The roles of mechanotransduction in pluripotency and cell fate decisions (360G-Wellcome-203800_Z_16_A)

Embryonic stem cells have the ability to differentiate into all somatic lineages of the embryo, a property known as pluripotency. The behaviour of pluripotent stem cells is regulated by multiple signals from the microenvironment. While the soluble biochemical cues involved in maintaining pluripotency have been studied extensively, the roles of mechanical forces are not well understood. I aim to use a novel polyacrylamide hydrogel (StemBond) with tuneable stiffness and adhesive properties to study how mechanical properties of the cells' environment, particularly substrate stiffness, affect pluripotency and cell fate decisions.
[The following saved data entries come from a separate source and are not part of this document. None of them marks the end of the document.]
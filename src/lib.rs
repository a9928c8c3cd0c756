//! # spacekv - A Namespaced In-Memory Key-Value Storage Engine
//!
//! spacekv stores opaque byte values under (space, key) pairs. Every
//! entry carries creation/modification timestamps, an optional absolute
//! expiration time, and a monotonically increasing per-key version.
//! Reads transparently hide expired entries.
//!
//! ## Features
//!
//! - **Isolated Spaces**: case-sensitive namespaces, created lazily on
//!   first write, deleted with cascade
//! - **Versioned Entries**: every overwrite bumps a per-key counter by
//!   exactly 1; delete or expiry resets the key's history
//! - **TTL Support**: entries can expire at an absolute wall-clock time,
//!   hidden lazily on read and reclaimed by a background reaper
//! - **Concurrent**: sharded RwLock storage with atomic per-key
//!   read-modify-write
//!
//! ## Architecture
//!
//! ```text
//! ┌────────────────────────────────────────────────────────────────┐
//! │                           spacekv                              │
//! │                                                                │
//! │  ┌──────────────┐    ┌───────────────┐    ┌─────────────────┐  │
//! │  │ Transport /  │───>│ KeyValueStore │───>│  SpaceRegistry  │  │
//! │  │ REST caller  │    │   (facade)    │    │                 │  │
//! │  └──────┬───────┘    └───────────────┘    │ ┌─────┐ ┌─────┐ │  │
//! │         │                                 │ │Space│ │Space│ │  │
//! │         ▼                                 │ │     │ │     │ │  │
//! │  ┌──────────────┐                         │ └─────┘ └─────┘ │  │
//! │  │ Value Codec  │                         └────────▲────────┘  │
//! │  │ typed⇄bytes  │                                  │           │
//! │  └──────────────┘             ┌───────────────────┴─────────┐  │
//! │                               │           Reaper            │  │
//! │                               │   (Background Tokio Task)   │  │
//! │                               └─────────────────────────────┘  │
//! └────────────────────────────────────────────────────────────────┘
//! ```
//!
//! ## Quick Start
//!
//! ```
//! use spacekv::{KeyValueStore, ReaperConfig};
//! use bytes::Bytes;
//!
//! # #[tokio::main(flavor = "current_thread")]
//! # async fn main() {
//! // One store per process, explicitly owned.
//! let store = KeyValueStore::new();
//!
//! // Reclaim expired entries in the background.
//! let _reaper = store.start_reaper(ReaperConfig::default());
//!
//! // Writes create the space on demand and return entry metadata.
//! let meta = store.set("sessions", "user:42", Bytes::from("token"), None).unwrap();
//! assert_eq!(meta.version, 1);
//!
//! // Reads return the value plus its metadata.
//! let stored = store.get("sessions", "user:42").unwrap();
//! assert_eq!(stored.value, Bytes::from("token"));
//! # }
//! ```
//!
//! ## Module Overview
//!
//! - [`storage`]: spaces, entries, versioning, and the expiration reaper
//! - [`facade`]: the public operation surface consumed by transports
//! - [`codec`]: typed application values to/from opaque tagged bytes
//!
//! ## Design Highlights
//!
//! ### Per-Key Atomicity
//!
//! The check-exists / bump-version / write sequence of `set` runs under
//! a single shard write lock, so N concurrent writers to one key always
//! observe N distinct consecutive versions.
//!
//! ### Lazy + Active Expiry
//!
//! Entries with an expiration are hidden in two ways:
//! 1. **Lazy**: every read checks the wall clock and treats expired
//!    entries as absent
//! 2. **Active**: a background task periodically removes them physically
//!
//! Lazy expiry alone is sufficient for correctness; the reaper only
//! bounds memory growth from entries that are never read again.

pub mod codec;
pub mod facade;
pub mod storage;

// Re-export commonly used types for convenience
pub use codec::{AppValue, CodecError};
pub use facade::{KeyValueStore, StoreStats, StoredValue};
pub use storage::{
    now_millis, start_reaper, Entry, EpochMillis, Reaper, ReaperConfig, Space, SpaceRegistry,
    StorageError, StoreConfig, ValueMeta,
};

/// Version of spacekv
pub const VERSION: &str = env!("CARGO_PKG_VERSION");
#[cfg(test)]
mod tests {
    use super::*;
    use std::sync::Arc;
    use std::thread;
    use std::time::Duration;

    fn space() -> Space {
        Space::new(16)
    }

    #[test]
    fn test_set_and_get() {
        let space = space();

        let meta = space.set("key", Bytes::from("value"), None).unwrap();
        assert_eq!(meta.version, 1);
        assert_eq!(meta.created_at, meta.modified_at);
        assert_eq!(meta.expired_at, None);

        let entry = space.get("key").unwrap();
        assert_eq!(entry.value, Bytes::from("value"));
        assert_eq!(entry.version, 1);
    }

    #[test]
    fn test_get_nonexistent() {
        let space = space();
        assert!(space.get("nonexistent").is_none());
    }

    #[test]
    fn test_overwrite_bumps_version() {
        let space = space();

        let first = space.set("key", Bytes::from("v1"), None).unwrap();
        assert_eq!(first.version, 1);

        // Make sure the wall clock has advanced between the writes.
        thread::sleep(Duration::from_millis(5));

        let second = space.set("key", Bytes::from("v2"), None).unwrap();
        assert_eq!(second.version, 2);
        assert_eq!(second.created_at, first.created_at);
        assert!(second.modified_at > first.modified_at);

        let entry = space.get("key").unwrap();
        assert_eq!(entry.value, Bytes::from("v2"));
        assert_eq!(entry.version, 2);
    }

    #[test]
    fn test_delete_resets_version() {
        let space = space();

        space.set("key", Bytes::from("v1"), None).unwrap();
        space.set("key", Bytes::from("v2"), None).unwrap();

        assert!(space.delete("key"));
        assert!(space.get("key").is_none());
        assert!(!space.delete("key")); // Already deleted

        // Re-creation starts a fresh entry at version 1.
        let meta = space.set("key", Bytes::from("v3"), None).unwrap();
        assert_eq!(meta.version, 1);
    }

    #[test]
    fn test_past_expiration_rejected() {
        let space = space();

        let past = now_millis() - 1_000;
        let err = space.set("key", Bytes::from("x"), Some(past)).unwrap_err();
        assert!(matches!(err, StorageError::InvalidExpiration { .. }));

        // The rejected write must not leave anything behind.
        assert!(space.get("key").is_none());
        assert!(space.keys().is_empty());
    }

    #[test]
    fn test_lazy_expiry_on_get_and_keys() {
        let space = space();

        space
            .set("short", Bytes::from("v"), Some(now_millis() + 30))
            .unwrap();
        space.set("long", Bytes::from("v"), None).unwrap();

        assert!(space.get("short").is_some());
        assert_eq!(space.keys().len(), 2);

        thread::sleep(Duration::from_millis(60));

        // No sweep has run: lazy expiry alone must hide the entry.
        assert!(space.get("short").is_none());
        assert_eq!(space.keys(), vec!["long".to_string()]);
    }

    #[test]
    fn test_recreate_after_expiry_starts_at_version_one() {
        let space = space();

        space
            .set("key", Bytes::from("v1"), Some(now_millis() + 30))
            .unwrap();
        let overwrite = space
            .set("key", Bytes::from("v2"), Some(now_millis() + 30))
            .unwrap();
        assert_eq!(overwrite.version, 2);

        thread::sleep(Duration::from_millis(60));

        // Expiration is a full delete, not a gap in the counter.
        let recreated = space.set("key", Bytes::from("v3"), None).unwrap();
        assert_eq!(recreated.version, 1);
    }

    #[test]
    fn test_overwrite_replaces_expiration() {
        let space = space();

        space
            .set("key", Bytes::from("v1"), Some(now_millis() + 50))
            .unwrap();
        let meta = space.set("key", Bytes::from("v2"), None).unwrap();
        assert_eq!(meta.expired_at, None);

        thread::sleep(Duration::from_millis(80));

        // The overwrite cleared the expiration, so the entry survives.
        assert_eq!(space.get("key").unwrap().version, 2);
    }

    #[test]
    fn test_created_at_never_after_modified_at() {
        let space = space();

        space.set("key", Bytes::from("v1"), None).unwrap();
        thread::sleep(Duration::from_millis(5));
        let meta = space.set("key", Bytes::from("v2"), None).unwrap();

        assert!(meta.created_at <= meta.modified_at);
    }

    #[test]
    fn test_sweep_expired() {
        let space = space();

        space
            .set("a", Bytes::from("v"), Some(now_millis() + 10))
            .unwrap();
        space
            .set("b", Bytes::from("v"), Some(now_millis() + 10))
            .unwrap();
        space.set("c", Bytes::from("v"), None).unwrap();

        thread::sleep(Duration::from_millis(40));

        assert_eq!(space.len(), 3); // Physically still present
        let removed = space.sweep_expired();
        assert_eq!(removed, 2);
        assert_eq!(space.len(), 1);
        assert!(space.get("c").is_some());
    }

    #[test]
    fn test_concurrent_sets_observe_distinct_versions() {
        let space = Arc::new(space());
        let threads = 8;
        let mut handles = Vec::new();

        for _ in 0..threads {
            let space = Arc::clone(&space);
            handles.push(thread::spawn(move || {
                space.set("contended", Bytes::from("v"), None).unwrap().version
            }));
        }

        let mut versions: Vec<u64> = handles.into_iter().map(|h| h.join().unwrap()).collect();
        versions.sort_unstable();

        // Every writer succeeds with a distinct version in 1..=N.
        assert_eq!(versions, (1..=threads as u64).collect::<Vec<_>>());
    }

    #[test]
    fn test_concurrent_access_across_keys() {
        let space = Arc::new(Space::new(16));
        let mut handles = Vec::new();

        for i in 0..10 {
            let space = Arc::clone(&space);
            handles.push(thread::spawn(move || {
                for j in 0..100 {
                    let key = format!("key-{}-{}", i, j);
                    space.set(&key, Bytes::from("value"), None).unwrap();
                    assert!(space.get(&key).is_some());
                }
            }));
        }

        for handle in handles {
            handle.join().unwrap();
        }

        assert_eq!(space.keys().len(), 1000);
    }

    #[test]
    fn test_empty_value_is_present() {
        let space = space();

        space.set("empty", Bytes::new(), None).unwrap();
        let entry = space.get("empty").unwrap();
        assert!(entry.value.is_empty());
        assert_eq!(entry.version, 1);
    }
}
//! Storage Facade
//!
//! [`KeyValueStore`] is the public operation surface consumed by the
//! transport layer. It composes the space registry, the per-space entry
//! stores and the reaper into the exact operation set the outside world
//! sees, and translates engine results into transport-agnostic ones:
//!
//! | Operation       | Input                            | Output                |
//! |-----------------|----------------------------------|-----------------------|
//! | `spaces`        | (none)                           | space names           |
//! | `keys`          | space                            | live key names        |
//! | `delete_space`  | space                            | idempotent            |
//! | `set`           | space, key, bytes, expiration?   | [`ValueMeta`]         |
//! | `get`           | space, key                       | `Option<StoredValue>` |
//! | `delete_key`    | space, key                       | idempotent            |
//!
//! Every call is synchronous and blocks only for bounded local time.
//! Lookup misses surface as empty results, never as errors; write-time
//! validation failures reject the write with a typed [`StorageError`].

use crate::storage::registry::{SpaceRegistry, StoreConfig};
use crate::storage::reaper::{Reaper, ReaperConfig};
use crate::storage::space::{Entry, EpochMillis, StorageError, ValueMeta};
use bytes::Bytes;
use std::sync::atomic::{AtomicU64, Ordering};
use std::sync::Arc;
use tracing::debug;

/// A read result: the stored value bytes plus their metadata.
#[derive(Debug, Clone)]
pub struct StoredValue {
    /// The opaque value bytes
    pub value: Bytes,
    /// Entry metadata as of the read
    pub meta: ValueMeta,
}

impl From<Entry> for StoredValue {
    fn from(entry: Entry) -> Self {
        let meta = entry.meta();
        Self {
            value: entry.value,
            meta,
        }
    }
}

/// Store-wide operation statistics.
#[derive(Debug, Clone, Copy)]
pub struct StoreStats {
    /// Number of live spaces
    pub spaces: usize,
    /// Total get operations served
    pub get_ops: u64,
    /// Total set operations served
    pub set_ops: u64,
    /// Total delete operations served (keys and spaces)
    pub del_ops: u64,
    /// Total entries removed because they expired (lazy or reaped)
    pub expired: u64,
}

/// The public storage surface.
///
/// Explicitly constructed and explicitly owned: create one store per
/// process, wrap it in an `Arc`, and hand clones to the transport layer
/// and the reaper.
///
/// # Example
///
/// ```
/// use spacekv::KeyValueStore;
/// use bytes::Bytes;
///
/// let store = KeyValueStore::new();
///
/// let meta = store.set("cache", "greeting", Bytes::from("hello"), None).unwrap();
/// assert_eq!(meta.version, 1);
///
/// let stored = store.get("cache", "greeting").unwrap();
/// assert_eq!(stored.value, Bytes::from("hello"));
/// ```
#[derive(Debug)]
pub struct KeyValueStore {
    registry: Arc<SpaceRegistry>,

    /// Statistics: total get operations
    get_count: AtomicU64,

    /// Statistics: total set operations
    set_count: AtomicU64,

    /// Statistics: total delete operations
    del_count: AtomicU64,
}

impl Default for KeyValueStore {
    fn default() -> Self {
        Self::new()
    }
}

impl KeyValueStore {
    /// Creates a store with default configuration.
    pub fn new() -> Self {
        Self::with_config(StoreConfig::default())
    }

    /// Creates a store with the given configuration.
    pub fn with_config(config: StoreConfig) -> Self {
        Self {
            registry: Arc::new(SpaceRegistry::new(config)),
            get_count: AtomicU64::new(0),
            set_count: AtomicU64::new(0),
            del_count: AtomicU64::new(0),
        }
    }

    /// The registry backing this store.
    pub fn registry(&self) -> &Arc<SpaceRegistry> {
        &self.registry
    }

    /// Starts the background expiration reaper for this store.
    ///
    /// The reaper stops when the returned handle is dropped.
    pub fn start_reaper(&self, config: ReaperConfig) -> Reaper {
        Reaper::start(Arc::clone(&self.registry), config)
    }

    /// Returns the names of all live spaces.
    pub fn spaces(&self) -> Vec<String> {
        self.registry.spaces()
    }

    /// Returns the live keys of `space`; empty for an unknown space.
    pub fn keys(&self, space: &str) -> Vec<String> {
        self.registry
            .get_space(space)
            .map(|s| s.keys())
            .unwrap_or_default()
    }

    /// Deletes `space` and all its entries. Idempotent.
    pub fn delete_space(&self, space: &str) {
        self.del_count.fetch_add(1, Ordering::Relaxed);
        self.registry.delete_space(space);
    }

    /// Writes a value, creating the space on first write.
    ///
    /// Returns the resulting entry metadata, or a typed error if the
    /// expiration is invalid or the version counter would overflow.
    pub fn set(
        &self,
        space: &str,
        key: &str,
        value: Bytes,
        expired_at: Option<EpochMillis>,
    ) -> Result<ValueMeta, StorageError> {
        self.set_count.fetch_add(1, Ordering::Relaxed);

        let meta = self.registry.ensure_space(space).set(key, value, expired_at)?;
        debug!(
            space = space,
            key = key,
            version = meta.version,
            "value set"
        );
        Ok(meta)
    }

    /// Reads a value and its metadata.
    ///
    /// Returns `None` if the space or key is unknown, the key was
    /// deleted, or the entry has expired.
    pub fn get(&self, space: &str, key: &str) -> Option<StoredValue> {
        self.get_count.fetch_add(1, Ordering::Relaxed);

        self.registry
            .get_space(space)?
            .get(key)
            .map(StoredValue::from)
    }

    /// Deletes one key. Idempotent; unknown spaces and keys are no-ops.
    pub fn delete_key(&self, space: &str, key: &str) {
        self.del_count.fetch_add(1, Ordering::Relaxed);

        if let Some(s) = self.registry.get_space(space) {
            if s.delete(key) {
                debug!(space = space, key = key, "key deleted");
            }
        }
    }

    /// Returns store-wide operation statistics.
    pub fn stats(&self) -> StoreStats {
        StoreStats {
            spaces: self.registry.spaces().len(),
            get_ops: self.get_count.load(Ordering::Relaxed),
            set_ops: self.set_count.load(Ordering::Relaxed),
            del_ops: self.del_count.load(Ordering::Relaxed),
            expired: self.registry.expired_total(),
        }
    }
}
// Copyright 2019-2026 ChainSafe Systems
// SPDX-License-Identifier: Apache-2.0, MIT

use thiserror::Error;

mod block;
mod tipset;

pub use block::Block;
pub use fvm_shared4::clock::ChainEpoch;
pub use tipset::{Tipset, TipsetAndState};

/// A tipset is identified by the ordered set of its member block CIDs.
pub type TipsetKey = crate::cid_collections::SortedCidSet;

/// Blockchain blocks error
#[derive(Debug, PartialEq, Eq, Error)]
pub enum Error {
    /// Tipset contains invalid data, as described by the string parameter.
    #[error("Invalid tipset: {0}")]
    InvalidTipset(String),
}
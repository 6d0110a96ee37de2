// Copyright 2019-2026 ChainSafe Systems
// SPDX-License-Identifier: Apache-2.0, MIT

use super::{SettingsStore, TipsetStateStore};
use crate::blocks::TipsetKey;
use ahash::HashMap;
use cid::Cid;
use fvm_ipld_blockstore::Blockstore;
use itertools::Itertools;
use parking_lot::RwLock;

/// In-memory store, lost on drop. Used in tests and for throwaway chains.
#[derive(Debug, Default)]
pub struct MemoryDB {
    blockchain_db: RwLock<HashMap<Cid, Vec<u8>>>,
    settings_db: RwLock<HashMap<String, Vec<u8>>>,
    tipset_states_db: RwLock<HashMap<TipsetKey, Vec<u8>>>,
}

impl SettingsStore for MemoryDB {
    fn read_bin(&self, key: &str) -> anyhow::Result<Option<Vec<u8>>> {
        Ok(self.settings_db.read().get(key).cloned())
    }

    fn write_bin(&self, key: &str, value: &[u8]) -> anyhow::Result<()> {
        self.settings_db
            .write()
            .insert(key.to_owned(), value.to_vec());
        Ok(())
    }

    fn exists(&self, key: &str) -> anyhow::Result<bool> {
        Ok(self.settings_db.read().contains_key(key))
    }

    fn setting_keys(&self) -> anyhow::Result<Vec<String>> {
        Ok(self.settings_db.read().keys().cloned().collect_vec())
    }
}

impl TipsetStateStore for MemoryDB {
    fn read_bin(&self, key: &TipsetKey) -> anyhow::Result<Option<Vec<u8>>> {
        Ok(self.tipset_states_db.read().get(key).cloned())
    }

    fn write_bin(&self, key: &TipsetKey, value: &[u8]) -> anyhow::Result<()> {
        self.tipset_states_db
            .write()
            .insert(key.clone(), value.to_vec());
        Ok(())
    }

    fn exists(&self, key: &TipsetKey) -> anyhow::Result<bool> {
        Ok(self.tipset_states_db.read().contains_key(key))
    }

    fn tipset_keys(&self) -> anyhow::Result<Vec<TipsetKey>> {
        Ok(self.tipset_states_db.read().keys().cloned().collect_vec())
    }
}

impl Blockstore for MemoryDB {
    fn get(&self, k: &Cid) -> anyhow::Result<Option<Vec<u8>>> {
        Ok(self.blockchain_db.read().get(k).cloned())
    }

    fn put_keyed(&self, k: &Cid, block: &[u8]) -> anyhow::Result<()> {
        self.blockchain_db.write().insert(*k, block.to_vec());
        Ok(())
    }

    fn has(&self, k: &Cid) -> anyhow::Result<bool> {
        Ok(self.blockchain_db.read().contains_key(k))
    }
}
This will allow tighter control over pluripotent stem cell maintenance in vitro, and importantly, differentiation into mature cell types that can be used for stem cell therapies and disease modelling. Specifically, I aim to identify the factors and pathways involved in the mechanical regulation of pluripotency maintenance and exit, and study how soluble and mechanical factors interact in response to changes in substrate stiffness. Additionally, I will probe the effects of substrate stiffness, and its synergy with soluble factors, in controlling lineage decisions. These insights will be used to achieve improved derivation of differentiated cell types, such as those of the pancreas, from human embryonic stem cells.